### TASK ITEM
Among the entries below, determine how many lines contain the word "upstream" and state only that figure.

········

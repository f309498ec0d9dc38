//! # Server
//!
//! Subscriber-facing WebSocket listener.
//!
//! Every accepted connection becomes a subscriber: it is registered with the
//! hub, receives one `init` snapshot, then receives live batches until either
//! side closes the connection.

mod error;
mod listener;
mod session;

pub use error::ServerError;
pub use listener::RelayServer;
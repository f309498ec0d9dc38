//! Replay Feed - plays back a recorded session file
//!
//! The recording is JSON lines, one upstream message per line:
//!
//! ```text
//! {"timestamp": 12.5, "topic": "Position.z", "records": [...]}
//! ```
//!
//! Messages are delivered at the recorded pace, scaled by a speed multiplier.

use std::path::{Path, PathBuf};
use std::time::Duration;

use serde::Deserialize;
use serde_json::Value;
use tokio::fs::File;
use tokio::io::{AsyncBufReadExt, BufReader};
use tracing::{debug, info, warn};

use crate::error::{IngestionError, Result};
use crate::queue::FeedSender;
use crate::source::FeedSource;

/// One recorded upstream message
#[derive(Debug, Deserialize)]
struct ReplayEntry {
    /// Seconds since the start of the recording
    #[serde(default)]
    timestamp: Option<f64>,
    topic: String,
    records: Value,
}

/// Per-pass counters
#[derive(Debug, Default, Clone, Copy)]
struct PassStats {
    lines: u64,
    delivered: u64,
    ignored: u64,
    malformed: u64,
}

/// Replay Feed
#[derive(Debug, Clone)]
pub struct ReplayFeed {
    name: String,
    path: PathBuf,
    speed: f64,
    loop_playback: bool,
}

impl ReplayFeed {
    pub fn new(path: impl Into<PathBuf>, speed: f64, loop_playback: bool) -> Self {
        let path = path.into();
        Self {
            name: format!("replay:{}", path.display()),
            path,
            speed: if speed > 0.0 && speed.is_finite() { speed } else { 1.0 },
            loop_playback,
        }
    }

    pub fn path(&self) -> &Path {
        &self.path
    }

    /// Recorded delay scaled by the speed multiplier
    fn pacing(&self, previous: Option<f64>, current: Option<f64>) -> Option<Duration> {
        let delta = current? - previous?;
        if !(delta > 0.0 && delta.is_finite()) {
            return None;
        }
        match Duration::try_from_secs_f64(delta / self.speed) {
            Ok(delay) => Some(delay),
            Err(e) => {
                warn!(
                    delta,
                    speed = self.speed,
                    error = %e,
                    "Replay gap out of range, not pacing"
                );
                None
            }
        }
    }

    async fn play_once(&self, feed: &FeedSender) -> Result<PassStats> {
        let file = File::open(&self.path).await?;
        let mut lines = BufReader::new(file).lines();
        let mut stats = PassStats::default();
        let mut last_timestamp: Option<f64> = None;

        while let Some(line) = lines.next_line().await? {
            stats.lines += 1;
            let line = line.trim();
            if line.is_empty() {
                continue;
            }

            let entry: ReplayEntry = match serde_json::from_str(line) {
                Ok(entry) => entry,
                Err(e) => {
                    stats.malformed += 1;
                    warn!(line = stats.lines, error = %e, "Skipping malformed replay line");
                    continue;
                }
            };

            if let Some(delay) = self.pacing(last_timestamp, entry.timestamp) {
                tokio::time::sleep(delay).await;
            }
            if entry.timestamp.is_some() {
                last_timestamp = entry.timestamp;
            }

            if feed.deliver(&entry.topic, entry.records).await? {
                stats.delivered += 1;
            } else {
                stats.ignored += 1;
            }
        }

        Ok(stats)
    }
}

impl FeedSource for ReplayFeed {
    fn name(&self) -> &str {
        &self.name
    }

    async fn run(&mut self, feed: &FeedSender) -> Result<()> {
        info!(
            path = %self.path.display(),
            speed = self.speed,
            loop_playback = self.loop_playback,
            "Replay started"
        );

        let mut pass: u64 = 0;
        loop {
            pass += 1;
            let stats = self.play_once(feed).await.map_err(|e| match e {
                IngestionError::Io(io) => IngestionError::feed(
                    self.name.clone(),
                    format!("cannot read {}: {io}", self.path.display()),
                ),
                other => other,
            })?;

            info!(
                pass,
                delivered = stats.delivered,
                ignored = stats.ignored,
                malformed = stats.malformed,
                "Replay pass finished"
            );

            if !self.loop_playback {
                return Ok(());
            }
            if stats.delivered == 0 {
                debug!("Nothing delivered in last pass, stopping loop");
                return Ok(());
            }
        }
    }
}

········

### YOUR SOLUTION
2